In this study, we demonstrated that topological molecular network characteristics of diseases that share therapeutic targets or drugs differ from those of diseases that do not share drugs or therapeutic targets. Considering disease similarities based on types of molecular networks helps to predict disease relationships. For example, the association between IPF and AD was predicted only in analyses of ‘kinase–substrate pairs’ (Fig. 3). In reality, these diseases share this drug and were added to the KEGG Release 91.0 (released on July 1, 2019) but were not present in KEGG Release 84.1 (released on December 1, 2017), from which we extracted information regarding drugs for diseases.

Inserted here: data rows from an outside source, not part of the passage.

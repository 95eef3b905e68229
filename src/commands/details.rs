//! Instance details page.

use super::{resolve_instance, status_badge};
use chapchap_core::{error::ChapchapError, format::format_phone, traits::Gateway, types::Instance};
use chapchap_store::Store;
use chrono::{Local, TimeZone};
use console::style;

/// Re-query the remote state of one instance and persist it.
pub(crate) async fn refresh_status(
    gateway: &dyn Gateway,
    store: &Store,
    mut inst: Instance,
) -> Result<Instance, ChapchapError> {
    let status = gateway.connection_state(&inst.evo_instance_name).await;
    store.update_instance_status(&inst.id, status, None).await?;
    inst.status = status;
    Ok(inst)
}

fn format_created(created_at: Option<i64>) -> String {
    created_at
        .and_then(|ms| Local.timestamp_millis_opt(ms).single())
        .map(|dt| dt.format("%B %-d, %Y %H:%M").to_string())
        .unwrap_or_else(|| "Unknown".to_string())
}

pub async fn handle_show(
    gateway: &dyn Gateway,
    store: &Store,
    selector: &str,
    refresh: bool,
) -> anyhow::Result<()> {
    let mut inst = resolve_instance(store, selector).await?;
    if refresh {
        inst = refresh_status(gateway, store, inst).await?;
    }

    println!(
        "{}  {}",
        style(&inst.name).bold(),
        status_badge(inst.status, "Offline", 0)
    );
    println!();
    let phone = format_phone(inst.phone.as_deref()).unwrap_or_else(|| "N/A".to_string());
    println!("  Phone:         {phone}");
    println!("  Instance:      {}", inst.evo_instance_name);
    println!("  Auth token:    {}", inst.evo_auth_token);
    println!("  Connected on:  {}", format_created(inst.created_at));
    println!("  Local id:      {}", inst.id);
    println!();

    if inst.status.is_open() {
        println!(
            "Your instance is currently {}. Messages can be sent and received in real-time.",
            inst.status
        );
    } else {
        println!(
            "Your instance is currently {}. Please check your phone internet connection.",
            inst.status
        );
        println!("Re-check with: chapchap show {} --refresh", inst.id);
    }
    Ok(())
}
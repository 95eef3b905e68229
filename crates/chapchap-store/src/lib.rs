//! # chapchap-store
//!
//! Local record store for Chapchap (SQLite-backed): the session marker and
//! the list of linked instances.

pub mod store;

pub use store::Store;
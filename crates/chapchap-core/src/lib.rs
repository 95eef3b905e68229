//! # chapchap-core
//!
//! Core types, traits, configuration, and error handling for Chapchap.

pub mod config;
pub mod error;
pub mod format;
pub mod traits;
pub mod types;

pub use config::shellexpand;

In recent pharmaceutical studies, network-based approaches have provided promising frameworks and novel insights that may accelerate drug discovery (Barabási et al., 2004) by quantifying disease–disease (Menche et al., 2015), drug–disease (Cheng et al., 2018; Guney et al., 2016) and drug–drug–disease relationships (Cheng et al., 2019). More careful examinations are required, however, to decipher novel disease–disease associations that share therapeutic targets and drugs. Previously developed methods considered only disease-causing genes, and excluded disease-specific gene profiles based on mRNA expression levels. Because disruptions of coordinated gene expression will likely be more definitive of disease pathogenesis, and because disease-causing genes with mutations are rarely considered as therapeutic targets, further studies are required to consider gene expression profiles in predictions of therapeutic targets and drugs. In addition, the previous studies neglected to be attentive to types of molecular interactions in networks. Perhaps suitable types of networks will be predictive of new disease associations that share therapeutic targets and drugs, warranting studies of individual types of molecular interactions.
Funding
This work was supported by JST AIP-PRISM [grant number JPMJCR18Y5], Japan.
Conflict of Interest: none declared.